Find every line below that contains the word "PostgresServer" and copy it out.

[Stored data]
- Opening Delimiter -

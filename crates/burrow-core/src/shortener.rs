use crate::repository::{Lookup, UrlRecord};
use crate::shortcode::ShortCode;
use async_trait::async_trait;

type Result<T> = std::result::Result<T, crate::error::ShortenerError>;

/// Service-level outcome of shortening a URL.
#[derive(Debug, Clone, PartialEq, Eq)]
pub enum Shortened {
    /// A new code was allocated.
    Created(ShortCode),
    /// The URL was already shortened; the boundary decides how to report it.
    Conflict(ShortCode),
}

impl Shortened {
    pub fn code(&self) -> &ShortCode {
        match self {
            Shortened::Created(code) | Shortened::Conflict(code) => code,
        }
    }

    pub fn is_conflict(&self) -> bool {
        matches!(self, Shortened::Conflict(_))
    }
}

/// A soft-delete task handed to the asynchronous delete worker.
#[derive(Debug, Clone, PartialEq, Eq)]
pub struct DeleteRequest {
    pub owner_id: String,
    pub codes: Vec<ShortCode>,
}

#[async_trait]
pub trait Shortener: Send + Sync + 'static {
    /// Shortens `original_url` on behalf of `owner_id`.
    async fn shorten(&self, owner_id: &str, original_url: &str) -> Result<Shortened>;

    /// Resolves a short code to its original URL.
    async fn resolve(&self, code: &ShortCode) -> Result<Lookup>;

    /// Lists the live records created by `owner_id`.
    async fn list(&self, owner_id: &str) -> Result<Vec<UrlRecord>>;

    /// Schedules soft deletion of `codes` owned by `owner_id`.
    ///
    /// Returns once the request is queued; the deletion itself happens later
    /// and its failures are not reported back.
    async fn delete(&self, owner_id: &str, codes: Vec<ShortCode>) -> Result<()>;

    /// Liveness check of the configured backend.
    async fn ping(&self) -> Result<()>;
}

- Closing Delimiter -
- Opening Delimiter -

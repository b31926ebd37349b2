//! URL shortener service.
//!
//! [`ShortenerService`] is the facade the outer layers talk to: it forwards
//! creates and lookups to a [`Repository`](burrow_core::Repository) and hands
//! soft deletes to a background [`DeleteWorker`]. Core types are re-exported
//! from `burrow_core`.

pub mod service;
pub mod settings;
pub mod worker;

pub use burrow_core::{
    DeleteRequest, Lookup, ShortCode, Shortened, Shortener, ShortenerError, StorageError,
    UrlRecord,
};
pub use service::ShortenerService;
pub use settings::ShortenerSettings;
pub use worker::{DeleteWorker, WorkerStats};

- Closing Delimiter -
- Opening Delimiter -

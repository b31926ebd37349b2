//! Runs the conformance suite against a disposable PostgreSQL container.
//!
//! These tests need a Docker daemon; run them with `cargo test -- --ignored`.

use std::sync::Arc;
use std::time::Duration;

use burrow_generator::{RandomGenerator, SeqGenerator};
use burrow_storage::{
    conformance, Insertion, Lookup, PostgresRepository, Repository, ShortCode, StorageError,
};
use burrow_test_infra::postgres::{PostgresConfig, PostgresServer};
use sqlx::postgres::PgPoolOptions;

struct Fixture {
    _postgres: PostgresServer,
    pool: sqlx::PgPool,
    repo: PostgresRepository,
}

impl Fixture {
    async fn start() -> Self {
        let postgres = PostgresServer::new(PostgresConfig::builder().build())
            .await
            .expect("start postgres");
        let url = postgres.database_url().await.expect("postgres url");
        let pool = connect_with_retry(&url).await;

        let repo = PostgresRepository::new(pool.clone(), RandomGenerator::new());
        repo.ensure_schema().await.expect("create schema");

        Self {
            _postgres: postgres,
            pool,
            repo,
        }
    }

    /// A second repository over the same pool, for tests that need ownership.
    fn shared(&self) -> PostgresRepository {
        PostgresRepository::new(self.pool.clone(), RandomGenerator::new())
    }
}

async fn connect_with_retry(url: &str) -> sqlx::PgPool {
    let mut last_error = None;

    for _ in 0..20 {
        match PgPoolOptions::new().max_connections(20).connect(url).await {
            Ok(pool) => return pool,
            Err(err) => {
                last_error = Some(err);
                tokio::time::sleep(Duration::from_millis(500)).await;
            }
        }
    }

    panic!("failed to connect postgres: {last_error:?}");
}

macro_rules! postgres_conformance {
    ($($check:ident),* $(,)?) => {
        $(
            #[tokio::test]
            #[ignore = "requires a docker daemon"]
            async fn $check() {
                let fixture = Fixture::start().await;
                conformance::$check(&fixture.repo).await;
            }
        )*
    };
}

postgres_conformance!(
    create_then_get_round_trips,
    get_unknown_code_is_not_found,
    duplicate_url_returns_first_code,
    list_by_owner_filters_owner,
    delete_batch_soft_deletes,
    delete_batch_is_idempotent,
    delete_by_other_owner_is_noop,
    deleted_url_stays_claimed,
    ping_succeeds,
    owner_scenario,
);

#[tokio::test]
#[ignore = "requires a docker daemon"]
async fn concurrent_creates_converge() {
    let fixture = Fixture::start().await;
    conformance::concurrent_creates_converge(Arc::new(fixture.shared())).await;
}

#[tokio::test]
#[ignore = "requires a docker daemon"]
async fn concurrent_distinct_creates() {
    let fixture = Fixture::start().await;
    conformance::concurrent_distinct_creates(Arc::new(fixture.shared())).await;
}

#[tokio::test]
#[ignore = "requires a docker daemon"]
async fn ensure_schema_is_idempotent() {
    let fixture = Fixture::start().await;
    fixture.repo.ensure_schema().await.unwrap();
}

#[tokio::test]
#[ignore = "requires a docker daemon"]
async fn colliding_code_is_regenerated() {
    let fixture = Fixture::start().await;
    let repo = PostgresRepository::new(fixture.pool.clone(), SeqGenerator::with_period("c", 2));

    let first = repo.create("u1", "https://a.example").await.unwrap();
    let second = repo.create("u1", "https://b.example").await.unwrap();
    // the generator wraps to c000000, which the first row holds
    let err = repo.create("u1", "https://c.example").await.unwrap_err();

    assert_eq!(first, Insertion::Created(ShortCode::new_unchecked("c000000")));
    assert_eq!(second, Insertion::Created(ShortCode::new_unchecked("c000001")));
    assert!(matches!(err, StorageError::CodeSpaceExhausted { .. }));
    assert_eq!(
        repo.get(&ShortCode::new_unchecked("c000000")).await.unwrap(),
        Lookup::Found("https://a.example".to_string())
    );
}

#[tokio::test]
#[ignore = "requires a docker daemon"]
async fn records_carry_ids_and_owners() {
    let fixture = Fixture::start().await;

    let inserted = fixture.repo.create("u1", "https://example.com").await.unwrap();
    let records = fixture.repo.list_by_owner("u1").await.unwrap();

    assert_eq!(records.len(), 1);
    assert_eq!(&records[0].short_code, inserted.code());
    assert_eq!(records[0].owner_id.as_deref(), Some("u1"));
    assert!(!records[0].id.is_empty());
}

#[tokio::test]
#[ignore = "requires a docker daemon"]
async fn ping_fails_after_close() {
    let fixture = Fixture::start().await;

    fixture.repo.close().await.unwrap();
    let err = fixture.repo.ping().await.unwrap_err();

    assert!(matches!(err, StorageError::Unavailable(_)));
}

- Closing Delimiter -

Solution:
use burrow_test_infra::postgres::{PostgresConfig, PostgresServer};
    _postgres: PostgresServer,
        let postgres = PostgresServer::new(PostgresConfig::builder().build())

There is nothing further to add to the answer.